Chamado de o milionário do verso pela profusão de poemas que
produziu, sobretudo sonetos, com certeza os publicou nos poucos jornais da cidade,
quase sempre pertencentes a partidos políticos. Nesses periódicos a política
tomava sua feição mais feroz, em que os inimigos e desafetos não tinham boas
qualidades morais nas catilinárias desabridas, e em que os amigos e apaniguados
não tinham defeitos nas matérias laudatórias ou apologéticas.
Houve também a moda das conferências. Alguns conferencistas
vinham de outros estados, mas também as proferiam intelectuais do Piauí.

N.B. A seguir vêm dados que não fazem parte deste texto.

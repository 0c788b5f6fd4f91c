//! dialogkt experiment harness
//!
//! Turns a resolved run configuration into reproducible knowledge-tracing
//! experiments:
//! - Resolving command-line and file configuration (`config`)
//! - Loading dialogue datasets and partitioning them into folds (`dataset`, `folds`)
//! - Training with gradient accumulation and clipping (`trainer`, `optim`)
//! - Turn-by-turn evaluation and metrics (`scan`, `eval`, `metrics`)
//! - Cross-validation and hyperparameter sweeps (`crossval`, `sweep`)
//! - Persisting model states and results (`artifacts`, `layout`, `registry`)

pub mod artifacts;
pub mod config;
pub mod crossval;
pub mod dataset;
pub mod error;
pub mod eval;
pub mod experiment;
pub mod folds;
pub mod layout;
pub mod metrics;
pub mod optim;
pub mod progress;
pub mod registry;
pub mod scan;
pub mod sweep;
pub mod trainer;

pub use artifacts::{Artifact, ArtifactKind, ModelManifest};
pub use config::{ConfigFile, Overrides, RawArgs, RunConfig, RunMode, resolve};
pub use crossval::{CrossValidator, CvSummary, FoldReport, FoldRunner, FoldStatus, MeanStd, aggregate};
pub use dataset::{DatasetId, DialogueRecord, KcTags, TurnRecord, load_dataset, read_jsonl_dataset, write_jsonl_dataset};
pub use error::{TrainingError, TrainingResult};
pub use eval::{EvalOptions, TurnPrediction, evaluate, predict_dialogue};
pub use experiment::{Experiment, ExperimentRunner, PredictionReport, RunReport, SweepReport};
pub use folds::{DialogueFolds, Fold, FoldData, FoldProvider, SplitKind};
pub use layout::ArtifactLayout;
pub use metrics::{AggregateMetrics, KcMetrics, MetricsRecord, Provenance};
pub use optim::{AdamW, Adafactor, Optimizer, build_optimizer, clip_grad_norm};
pub use progress::{NullProgressSink, ProgressEvent, ProgressSink, RecordingProgressSink, StdoutProgressSink};
pub use registry::{ModelStore, SaveInfo};
pub use scan::{DialogueScan, ScanProtocol, ScoredTurn, training_examples};
pub use sweep::{SearchSpace, SweepCandidate, SweepOrchestrator, SweepParam, SweepResult, SweepValue};
pub use trainer::{Checkpoint, TrainOutcome, Trainer, TrainerConfig, TrainingPhase, TrainingState};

Nogueira Tapety, poeta oeirense, pronunciou uma bela palestra sobre a luz, que
tive a oportunidade de ler. Acredito que Celso deva ter comparecido a algumas, e
certamente foi o responsável por uma ou outra dessas conferências.
Em 30 de dezembro de 1917 foi fundada a Academia Piauiense de
Letras. Celso, aos 30 anos, foi um de seus fundadores. Foi o primeiro ocupante
da cadeira nº 10, de que tenho a honra de ser o atual titular. E é o patrono da
cadeira nº 5 da Academia de Letras do Vale do Longá – ALVAL, da qual hoje tenho
a posse. Muitos desses fundadores e primeiros acadêmicos eram intelectuais
egressos da Faculdade de Direito do Recife, herdeiros do positivismo e das
lições do professor, erudito e poeta Tobias Barreto. O nosso bardo não teve
formação superior, numa época em que poucas pessoas conseguiam se formar, a
maioria em Direito, Medicina, Engenharia, Odontologia ou Farmácia.
Na segunda década do século XX, aproximadamente, vários
poetas piauienses louvaram em magoados versos elegíacos lindas e belas moças,
que morreram precocemente, entre as quais Mocinha Araújo, Santa Martins e Iaiá
Pearce. A última era filha do inglês Thomas Pearce e noiva do aluno do curso de
Direito e poeta Pedro Borges da Silva, que depois se tornou vice-governador do
Piauí, membro da APL, juiz federal e ministro do Tribunal de Segurança
Nacional. Antônio Chaves, que a pranteou em lindos e melodiosos versos,
impregnados de saudade e paixão, no eu lírico de soneto elegíaco que leva o seu
nome, chegou a considerá-la noiva: “Eras a minha fé soberba, indefinida, / Eras
a minha crença, ó lírio imaculado, / Tu, que trazias n’ alma inocente e querida
/ A ária do nosso amor e do nosso noivado.” Celso Pinheiro também escreveu algumas
elegias, em que chorou essa formosa e alva flor de carne, tão cedo ceifada
dessa vida descontente, para evocar aqui os imortais versos camonianos.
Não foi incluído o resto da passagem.